You can view a list of records in any table by double clicking the table in the left sidebar. Try double-clicking your books table and viewing all of the data!

If you have reviews in your database you can also view record relationships. Double-click your reviews table, then hover over one of the values in the book_id column. A “share”-like icon will appear and clicking that icon will take you to the related record in the books table. This is convenient for viewing relationships at the database level and how they are stored.
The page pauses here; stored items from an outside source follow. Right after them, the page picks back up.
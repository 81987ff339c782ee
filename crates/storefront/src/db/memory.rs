//! In-memory [`OrderStore`] for tests and local development without Postgres.

use std::collections::BTreeMap;
use std::sync::Arc;

use async_trait::async_trait;
use chrono::Utc;
use tokio::sync::RwLock;

use gongora_core::{OrderId, OrderItemId, OrderStatus, UserId};

use super::RepositoryError;
use super::orders::{OrderStore, Transition};
use crate::models::{NewOrder, Order, OrderItem};

#[derive(Default)]
struct Tables {
    orders: BTreeMap<OrderId, Order>,
    items: Vec<OrderItem>,
    next_order_id: i32,
    next_item_id: i32,
}

/// A thread-safe in-memory order store.
///
/// Applies the same rules as the Postgres store: tokens and buy-order
/// references are unique, and status only moves out of `pending` once.
#[derive(Default, Clone)]
pub struct InMemoryOrderStore {
    tables: Arc<RwLock<Tables>>,
}

impl InMemoryOrderStore {
    #[must_use]
    pub fn new() -> Self {
        Self::default()
    }

    /// Every stored order, by ascending ID.
    pub async fn all(&self) -> Vec<Order> {
        self.tables.read().await.orders.values().cloned().collect()
    }

    pub async fn is_empty(&self) -> bool {
        self.tables.read().await.orders.is_empty()
    }
}

#[async_trait]
impl OrderStore for InMemoryOrderStore {
    async fn create_pending(&self, order: NewOrder) -> Result<Order, RepositoryError> {
        let mut tables = self.tables.write().await;

        tables.next_order_id += 1;
        let id = OrderId::new(tables.next_order_id);
        let now = Utc::now();

        let stored = Order {
            id,
            user_id: order.user_id,
            customer_email: order.customer_email,
            total: order.total,
            status: OrderStatus::Pending,
            token: None,
            buy_order: None,
            shipping_data: order.shipping_data,
            created_at: now,
            updated_at: now,
        };

        for item in order.items {
            tables.next_item_id += 1;
            let item_id = OrderItemId::new(tables.next_item_id);
            tables.items.push(OrderItem {
                id: item_id,
                order_id: id,
                product_id: item.product_id,
                product_name: item.product_name,
                quantity: item.quantity,
                subtotal: item.subtotal,
            });
        }

        tables.orders.insert(id, stored.clone());
        Ok(stored)
    }

    async fn attach_payment(
        &self,
        id: OrderId,
        token: &str,
        buy_order: &str,
    ) -> Result<Order, RepositoryError> {
        let mut tables = self.tables.write().await;

        let duplicate = tables.orders.values().any(|o| {
            o.id != id
                && (o.token.as_deref() == Some(token) || o.buy_order.as_deref() == Some(buy_order))
        });
        if duplicate {
            return Err(RepositoryError::Conflict(format!(
                "token or buy order already assigned: {buy_order}"
            )));
        }

        let order = tables.orders.get_mut(&id).ok_or(RepositoryError::NotFound)?;
        order.token = Some(token.to_string());
        order.buy_order = Some(buy_order.to_string());
        order.updated_at = Utc::now();
        Ok(order.clone())
    }

    async fn find_by_token(&self, token: &str) -> Result<Option<Order>, RepositoryError> {
        let tables = self.tables.read().await;
        Ok(tables
            .orders
            .values()
            .find(|o| o.token.as_deref() == Some(token))
            .cloned())
    }

    async fn get(&self, id: OrderId) -> Result<Option<Order>, RepositoryError> {
        Ok(self.tables.read().await.orders.get(&id).cloned())
    }

    async fn transition(
        &self,
        id: OrderId,
        to: OrderStatus,
    ) -> Result<Transition, RepositoryError> {
        OrderStatus::Pending.transition_to(to)?;

        let mut tables = self.tables.write().await;
        let order = tables.orders.get_mut(&id).ok_or(RepositoryError::NotFound)?;

        if order.status.is_terminal() {
            return Ok(Transition::AlreadySettled(order.clone()));
        }

        order.status = order.status.transition_to(to)?;
        order.updated_at = Utc::now();
        Ok(Transition::Applied(order.clone()))
    }

    async fn items(&self, id: OrderId) -> Result<Vec<OrderItem>, RepositoryError> {
        let tables = self.tables.read().await;
        Ok(tables
            .items
            .iter()
            .filter(|item| item.order_id == id)
            .cloned()
            .collect())
    }

    async fn list_for_user(&self, user_id: UserId) -> Result<Vec<Order>, RepositoryError> {
        let tables = self.tables.read().await;
        Ok(tables
            .orders
            .values()
            .rev()
            .filter(|o| o.user_id == user_id)
            .cloned()
            .collect())
    }
}

#[cfg(test)]
#[allow(clippy::unwrap_used)]
mod tests {
    use rust_decimal::Decimal;

    use gongora_core::ProductId;

    use super::*;
    use crate::models::NewOrderItem;

    fn new_order(user: i32) -> NewOrder {
        NewOrder {
            user_id: UserId::new(user),
            customer_email: None,
            total: Decimal::new(10_000, 0),
            shipping_data: None,
            items: vec![NewOrderItem {
                product_id: ProductId::new(1),
                product_name: "Aros de plata".to_string(),
                quantity: 1,
                subtotal: Decimal::new(10_000, 0),
            }],
        }
    }

    #[tokio::test]
    async fn test_create_and_lookup() {
        let store = InMemoryOrderStore::new();
        let order = store.create_pending(new_order(1)).await.unwrap();
        assert_eq!(order.status, OrderStatus::Pending);

        store
            .attach_payment(order.id, "tok-1", "orden-1-aaaaaa")
            .await
            .unwrap();

        let found = store.find_by_token("tok-1").await.unwrap().unwrap();
        assert_eq!(found.id, order.id);
        assert_eq!(found.buy_order.as_deref(), Some("orden-1-aaaaaa"));
        assert_eq!(store.items(order.id).await.unwrap().len(), 1);
    }

    #[tokio::test]
    async fn test_token_is_unique() {
        let store = InMemoryOrderStore::new();
        let first = store.create_pending(new_order(1)).await.unwrap();
        let second = store.create_pending(new_order(1)).await.unwrap();

        store.attach_payment(first.id, "tok", "orden-1-a").await.unwrap();
        let err = store
            .attach_payment(second.id, "tok", "orden-2-b")
            .await
            .unwrap_err();
        assert!(matches!(err, RepositoryError::Conflict(_)));
    }

    #[tokio::test]
    async fn test_transition_only_once() {
        let store = InMemoryOrderStore::new();
        let order = store.create_pending(new_order(1)).await.unwrap();

        let first = store.transition(order.id, OrderStatus::Paid).await.unwrap();
        assert!(matches!(
            first,
            Transition::Applied(ref order) if order.status == OrderStatus::Paid
        ));

        let second = store
            .transition(order.id, OrderStatus::Cancelled)
            .await
            .unwrap();
        assert!(matches!(
            second,
            Transition::AlreadySettled(ref order) if order.status == OrderStatus::Paid
        ));
    }

    #[tokio::test]
    async fn test_transition_to_pending_rejected() {
        let store = InMemoryOrderStore::new();
        let order = store.create_pending(new_order(1)).await.unwrap();

        let err = store
            .transition(order.id, OrderStatus::Pending)
            .await
            .unwrap_err();
        assert!(matches!(err, RepositoryError::InvalidTransition(_)));
    }

    #[tokio::test]
    async fn test_list_for_user_newest_first() {
        let store = InMemoryOrderStore::new();
        let a = store.create_pending(new_order(1)).await.unwrap();
        store.create_pending(new_order(2)).await.unwrap();
        let c = store.create_pending(new_order(1)).await.unwrap();

        let ids: Vec<_> = store
            .list_for_user(UserId::new(1))
            .await
            .unwrap()
            .into_iter()
            .map(|o| o.id)
            .collect();
        assert_eq!(ids, vec![c.id, a.id]);
    }
}
use thiserror::Error;

#[derive(Debug, Clone, PartialEq, Eq, Error)]
pub enum CategoryError {
    #[error("malformed category `{input}`: {reason}")]
    Parse { input: String, reason: String },

    #[error("empty category string")]
    EmptyCategory,
}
This is how Rails interprets a belongs_to relationship. When you say that a Review belongs_to :book, Rails reads the value of the book_id column for the record and loads the Book record corresponding to that ID!

Executing queries

In the tab bar of Beekeeper, clicking the “+” icon will give you a new tab which is a query editor. You can execute any queries that you want from here. A good basic query is to select all of the data in the books table.

SELECT * FROM books

Run that query and Beekeeper will show you all the records from your books table. This is the equivalent of running Book.all in your Rails app.
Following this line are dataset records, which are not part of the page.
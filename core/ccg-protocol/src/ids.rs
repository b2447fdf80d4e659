use rkyv::{Archive, Deserialize, Serialize};

#[cfg(feature = "serde")]
use serde::{Deserialize as SerdeDeserialize, Serialize as SerdeSerialize};

macro_rules! define_id {
    ($name:ident, $doc:expr) => {
        #[doc = $doc]
        #[derive(Debug, Clone, Copy, PartialEq, Eq, Hash, PartialOrd, Ord, Archive, Serialize, Deserialize)]
        #[cfg_attr(feature = "serde", derive(SerdeDeserialize, SerdeSerialize))]
        #[archive(check_bytes)]
        #[repr(transparent)]
        pub struct $name(pub u32);

        impl $name {
            pub const fn new(id: u32) -> Self {
                Self(id)
            }

            pub const fn get(self) -> u32 {
                self.0
            }
        }

        impl From<u32> for $name {
            fn from(id: u32) -> Self {
                Self(id)
            }
        }

        impl From<$name> for u32 {
            fn from(id: $name) -> u32 {
                id.0
            }
        }

        impl core::fmt::Display for $name {
            fn fmt(&self, f: &mut core::fmt::Formatter<'_>) -> core::fmt::Result {
                write!(f, "{}", self.0)
            }
        }
    };
}

define_id!(CatId, "Structural identity of a category node. Copies keep it; unification mints a fresh one.");
define_id!(HeadId, "Head group of a category node. Nodes sharing it project the same lexical head.");
define_id!(TokenIndex, "Position of a word in its sentence.");

impl HeadId {
    /// Placeholder for nodes built before their head group is known.
    pub const UNASSIGNED: HeadId = HeadId(0);
}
You can also filter the data you get back from a query.

SELECT * FROM books WHERE created_at > '2022-03-14'

This is equivalent to running Book.where(created_at: Date.new(2022, 3, 14)..) in your Rails app to select all books created after 3/14/22.

The most important thing to remember is all ActiveRecord calls boil down to queries being run against your database. You can at any time copy a query from your Rails log and paste it into the query editor to see what the raw data that is being returned.